Key note
それから草案の〆切迄の3日間、可憐は暇さえあればこのタスクにかかりきりだった。
行き帰りの電車の中、朝練の間、授業と授業の間の休憩、言わずもがな昼休みも。

今だって。

「・・・ねー、可憐。」
「うにゃ?」
「あんた、頭揺れてるけど大丈夫?」

昼休み。
食事をしながらも、抑えても滲み出るしんどいですオーラに、友人達は思わず声をかけてしまう。
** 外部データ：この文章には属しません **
//! In-memory resource store for tests/dev.

use std::collections::HashMap;
use std::sync::RwLock;

use async_trait::async_trait;
use chrono::{DateTime, Utc};

use jarvis_core::{EntityId, TenantContext};
use jarvis_query::{ListQuery, Page, Record, Resource};

use super::{ResourceStore, check_scope};
use crate::StoreError;
use crate::error::poisoned;

/// Rows keyed by id; soft-deleted rows are kept for history.
///
/// Enforces the per-tenant uniqueness listed in the resource's column set
/// among live rows, as the Postgres partial indexes do.
#[derive(Debug)]
pub struct MemoryStore<R> {
    rows: RwLock<HashMap<EntityId, R>>,
}

impl<R> MemoryStore<R> {
    pub fn new() -> Self {
        Self {
            rows: RwLock::new(HashMap::new()),
        }
    }
}

impl<R> Default for MemoryStore<R> {
    fn default() -> Self {
        Self::new()
    }
}

fn visible<R: Record>(ctx: &TenantContext, row: &R) -> bool {
    ctx.admits(row.tenant_id()) && row.deleted_at().is_none()
}

fn check_unique<R: Resource>(rows: &HashMap<EntityId, R>, candidate: &R) -> Result<(), StoreError> {
    for column in R::COLUMNS.unique {
        let value = candidate.column(column);
        if value.is_null() {
            continue;
        }
        let clash = rows.values().any(|other| {
            other.id() != candidate.id()
                && other.tenant_id() == candidate.tenant_id()
                && other.deleted_at().is_none()
                && other.column(column) == value
        });
        if clash {
            return Err(StoreError::Conflict(format!(
                "{} with this {column} already exists",
                R::ENTITY
            )));
        }
    }
    Ok(())
}

#[async_trait]
impl<R: Resource> ResourceStore<R> for MemoryStore<R> {
    async fn insert(&self, ctx: &TenantContext, row: R) -> Result<R, StoreError> {
        if !ctx.admits(row.tenant_id()) {
            return Err(StoreError::TenantIsolation(format!(
                "{} row for tenant {} inserted under {}",
                R::ENTITY,
                row.tenant_id(),
                ctx.tenant_id()
            )));
        }
        let mut rows = self.rows.write().map_err(|_| poisoned())?;
        if rows.contains_key(&row.id()) {
            return Err(StoreError::Conflict(format!("{} id already exists", R::ENTITY)));
        }
        check_unique(&rows, &row)?;
        rows.insert(row.id(), row.clone());
        Ok(row)
    }

    async fn find_by_id(&self, ctx: &TenantContext, id: EntityId) -> Result<Option<R>, StoreError> {
        let rows = self.rows.read().map_err(|_| poisoned())?;
        Ok(rows.get(&id).filter(|r| visible(ctx, *r)).cloned())
    }

    async fn exists(&self, ctx: &TenantContext, id: EntityId) -> Result<bool, StoreError> {
        let rows = self.rows.read().map_err(|_| poisoned())?;
        Ok(rows.get(&id).is_some_and(|r| visible(ctx, r)))
    }

    async fn list(&self, ctx: &TenantContext, query: &ListQuery) -> Result<Page<R>, StoreError> {
        check_scope(ctx, query)?;
        let rows = self.rows.read().map_err(|_| poisoned())?;
        Ok(query.run(rows.values()))
    }

    async fn update(
        &self,
        ctx: &TenantContext,
        id: EntityId,
        patch: &R::Patch,
        now: DateTime<Utc>,
    ) -> Result<Option<R>, StoreError> {
        if R::changes(patch, now).is_empty() {
            return Ok(None);
        }
        let mut rows = self.rows.write().map_err(|_| poisoned())?;
        let Some(current) = rows.get(&id).filter(|r| visible(ctx, *r)) else {
            return Ok(None);
        };

        let mut next = current.clone();
        next.apply(patch, now);
        check_unique(&rows, &next)?;
        rows.insert(id, next.clone());
        Ok(Some(next))
    }

    async fn soft_delete(&self, ctx: &TenantContext, id: EntityId, at: DateTime<Utc>) -> Result<Option<R>, StoreError> {
        let mut rows = self.rows.write().map_err(|_| poisoned())?;
        match rows.get_mut(&id) {
            Some(row) if visible(ctx, &*row) => {
                row.mark_deleted(at);
                Ok(Some(row.clone()))
            }
            _ => Ok(None),
        }
    }
}

#[cfg(test)]
mod tests {
    use jarvis_clients::{Client, ClientFilter, ClientPatch, ClientType, NewClient};
    use jarvis_core::{TenantId, UserId};
    use jarvis_query::ListOptions;

    use super::*;

    fn new_client(name: &str, document: &str) -> NewClient {
        NewClient {
            kind: ClientType::Individual,
            name: name.to_string(),
            document: document.to_string(),
            email: None,
            phone: None,
            whatsapp: None,
            address: None,
            city: None,
            state: None,
            zipcode: None,
            company_name: None,
            occupation: None,
            status: None,
            source: None,
            tags: vec![],
            rating: None,
            notes: None,
        }
    }

    fn client(ctx: &TenantContext, name: &str, document: &str) -> Client {
        Client::create(EntityId::new(), ctx, UserId::new(), Utc::now(), new_client(name, document))
    }

    #[tokio::test]
    async fn rows_of_other_tenants_are_not_found() {
        let store = MemoryStore::<Client>::new();
        let a = TenantContext::new(TenantId::new());
        let b = TenantContext::new(TenantId::new());
        let row = store.insert(&a, client(&a, "Ana", "1")).await.unwrap();

        assert!(store.find_by_id(&a, row.id).await.unwrap().is_some());
        assert!(store.find_by_id(&b, row.id).await.unwrap().is_none());
        assert!(!store.exists(&b, row.id).await.unwrap());
        assert!(store.soft_delete(&b, row.id, Utc::now()).await.unwrap().is_none());
        let patch = ClientPatch {
            name: Some("stolen".into()),
            ..ClientPatch::default()
        };
        assert!(store.update(&b, row.id, &patch, Utc::now()).await.unwrap().is_none());
    }

    #[tokio::test]
    async fn insert_refuses_rows_of_another_tenant() {
        let store = MemoryStore::<Client>::new();
        let a = TenantContext::new(TenantId::new());
        let b = TenantContext::new(TenantId::new());
        let err = store.insert(&b, client(&a, "Ana", "1")).await.unwrap_err();
        assert!(matches!(err, StoreError::TenantIsolation(_)));
    }

    #[tokio::test]
    async fn document_is_unique_per_tenant_among_live_rows() {
        let store = MemoryStore::<Client>::new();
        let a = TenantContext::new(TenantId::new());
        let b = TenantContext::new(TenantId::new());

        let first = store.insert(&a, client(&a, "Ana", "111")).await.unwrap();
        let dup = store.insert(&a, client(&a, "Bia", "111")).await.unwrap_err();
        assert!(matches!(dup, StoreError::Conflict(_)));

        store.insert(&b, client(&b, "Ana", "111")).await.unwrap();

        store.soft_delete(&a, first.id, Utc::now()).await.unwrap();
        store.insert(&a, client(&a, "Bia", "111")).await.unwrap();
    }

    #[tokio::test]
    async fn deleted_rows_leave_reads() {
        let store = MemoryStore::<Client>::new();
        let a = TenantContext::new(TenantId::new());
        let row = store.insert(&a, client(&a, "Ana", "1")).await.unwrap();
        store.insert(&a, client(&a, "Bia", "2")).await.unwrap();

        let deleted = store.soft_delete(&a, row.id, Utc::now()).await.unwrap().unwrap();
        assert!(deleted.deleted_at.is_some());
        assert!(store.soft_delete(&a, row.id, Utc::now()).await.unwrap().is_none());
        assert!(store.find_by_id(&a, row.id).await.unwrap().is_none());

        let page = store.list(&a, &ClientFilter::default().to_query(&a)).await.unwrap();
        assert_eq!(page.total, 1);
        assert_eq!(page.data[0].name, "Bia");
    }

    #[tokio::test]
    async fn query_built_for_another_tenant_is_refused() {
        let store = MemoryStore::<Client>::new();
        let a = TenantContext::new(TenantId::new());
        let b = TenantContext::new(TenantId::new());
        let err = store.list(&a, &ClientFilter::default().to_query(&b)).await.unwrap_err();
        assert!(matches!(err, StoreError::TenantIsolation(_)));
    }

    #[tokio::test]
    async fn empty_patch_updates_nothing() {
        let store = MemoryStore::<Client>::new();
        let a = TenantContext::new(TenantId::new());
        let row = store.insert(&a, client(&a, "Ana", "1")).await.unwrap();
        assert!(store.update(&a, row.id, &ClientPatch::default(), Utc::now()).await.unwrap().is_none());
    }
}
可憐がやる気なのも、嫌々取り組んでいるわけでは無い事も知ってはいるが。

「ちょっと休憩したら〜?」
「ううん・・・」
「ううんって、」
「今日草案〆切なの・・・今日出さないといけないから。」

まだ本〆切じゃないから多少は良いじゃん・・・などと甘い事は言ってられない。
なんせ相手はあの、泣く子もひれ伏す跡部景吾である。
中途半端な物を出してしまったりなんかしたら、怒られるどころか退部だってあり得る。

「だからって、あんた!」
「もおちょっと、もおちょっとなの、だから・・・後此処だけ、だから・・・」

譲ろうとしない可憐。

友人達は皆顔を見合わせて、ひっそりと溜息を吐くのだった。

「・・・ほら、じゃあせめて食いな!これあげるから!」
「可憐ちゃん、ほらこれも。部活の時に。」
「ミントガムあるよ〜。あんまりコーヒーばっかり飲んでちゃ駄目だよ〜?」
「あ、有難う・・・」

草案〆切迄、後数時間。











(あ。)

忍足が廊下を歩いていると、少し離れた所で網代が女生徒と話して居るのを見かけた。

(マネージャー志望か?・・・それっぽいなあ。)

話が終わって手を振る網代に、何度もペコペコ頭を下げる女生徒。
おそらく、マネージャー志望の旨を網代に伝えに来たのだろう。

「茉奈花ちゃん。」
「あ、侑士君。」
「マネージャー候補さんか?」
「うん。面接は部活中にやっちゃうから、又放課後ね。」
「どないや、集まりの方は。」
「うん・・・思ってた以上に捗ってる、かな。」
「へえ。そら流石やな・・・」

忍足は言葉を途切らせた。
捗っている、という発言に似合わない、沈んだ顔を網代はしていた。

「・・・どないしたん。」
「ううん、実はね。私、楽させて貰っちゃってる、みたいな感じなの。今、ね。」
「楽?」

網代は整った綺麗な顔に真面目な表情を浮かべて、忍足を見上げた。

「侑士君。可憐ちゃんの方、どうかな?」

可憐。
何故可憐の話題が出てくるのだろうか。

「どうて・・・根詰めて頑張ってるわ。」
「ふーん。やっぱり、ね。」
「どういう事や?」
「実はね?可憐ちゃん、マネージャー志望の子達の中で今、かなり有名みたいなの。ふらふらになりながら、全力投球してるでしょ?そんな可憐ちゃんの事を見かけたり、話に聞いたり。それで、我等が部長様とお近付きになるのが主目的の人達は皆避けちゃう、ってわけ。幾らなんでも、あんなに頑張れないって思う子達が引いちゃってるのよ。」
「・・・フィルターみたいになってる、いうわけやな?」
「そ。おかげで思ってたより随分面接が楽よ。でもそれってつまり・・・」

それだけ可憐が無理しているという事だ。

「それは確かに、一概にええ事やとは言われへんな。」
「うん。だから、どうかなって。」
「せやなあ・・・」
「ま、でも今日で一段落なんでしょ?」
「まあそれはせやねんけど。」
「なら、何かご褒美あげてよ。ね?私も何か持ってくからさ。」
「ご褒美なあ。」
「なんでも良いんだよ?コンビニのエクレアとか、ね?」
「茉奈花ちゃん。それ、自分の好きな物なんとちゃう?」
「あ、バレた?」

悪戯っぽく舌を出して笑う茉奈花。

絵になる子だな、と忍足は思った。